● WHAT IS EXPECTED
Once the line containing "for selective observation." is found in the entries below, restate it and each following line word for word, stopping after the line containing "transport-level failures surface".

(Collected data)

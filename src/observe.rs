//! Observer and debug-sink traits for stream diagnostics.

/// Observer for informational stream events.
///
/// The SSE parser calls these methods for events that carry no text
/// fragment: `message_start` and `message_delta` payloads, and provider
/// `error` events. This is for observation only; observers cannot alter
/// or fail the stream.
///
/// # Implementation Notes
///
/// - Implementations must be lightweight; blocking delays stream processing.
/// - Methods have default empty implementations for selective observation.
/// - Observers are called synchronously from the stream driver task, not
///   from the host execution context.
pub trait StreamObserver: Send + Sync {
    /// Called for informational events (`message_start`, `message_delta`).
    ///
    /// # Arguments
    ///
    /// * `event` - The SSE event type name
    /// * `raw` - The raw JSON payload of the `data:` line
    fn on_event(&self, event: &str, raw: &str) {
        let _ = (event, raw);
    }

    /// Called when the provider reports an `error` event in the stream.
    ///
    /// The stream itself continues; transport-level failures surface
    /// through the exit callback instead.
    fn on_stream_error(&self, raw: &str) {
        let _ = raw;
    }
}

/// Append-only sink for human-readable debug output.
///
/// Used only when the client is configured with `debug(true)`: the request
/// builder writes a dump of each outgoing request before the transport is
/// spawned. Writes must not alter the request that is sent.
pub trait DebugSink: Send + Sync {
    /// Append a block of text to the sink.
    fn write(&self, text: &str);
}

/// Stock observer that logs stream events using tracing.
#[derive(Debug, Clone, Default)]
pub struct LoggingObserver;

impl LoggingObserver {
    /// Create a new logging observer.
    pub fn new() -> Self {
        Self
    }
}

impl StreamObserver for LoggingObserver {
    fn on_event(&self, event: &str, raw: &str) {
        tracing::debug!(event = %event, payload = %raw, "stream event");
    }

    fn on_stream_error(&self, raw: &str) {
        tracing::warn!(payload = %raw, "provider error event in stream");
    }
}

/// Stock debug sink that writes request dumps through tracing.
#[derive(Debug, Clone, Default)]
pub struct LoggingSink;

impl LoggingSink {
    /// Create a new logging sink.
    pub fn new() -> Self {
        Self
    }
}

impl DebugSink for LoggingSink {
    fn write(&self, text: &str) {
        tracing::debug!("{}", text);
    }
}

● OUTPUT FOR THIS TASK
/// - Methods have default empty implementations for selective observation.
/// - Observers are called synchronously from the stream driver task, not
///   from the host execution context.
pub trait StreamObserver: Send + Sync {
    /// Called for informational events (`message_start`, `message_delta`).
    ///
    /// # Arguments
    ///
    /// * `event` - The SSE event type name
    /// * `raw` - The raw JSON payload of the `data:` line
    fn on_event(&self, event: &str, raw: &str) {
        let _ = (event, raw);
    }

    /// Called when the provider reports an `error` event in the stream.
    ///
    /// The stream itself continues; transport-level failures surface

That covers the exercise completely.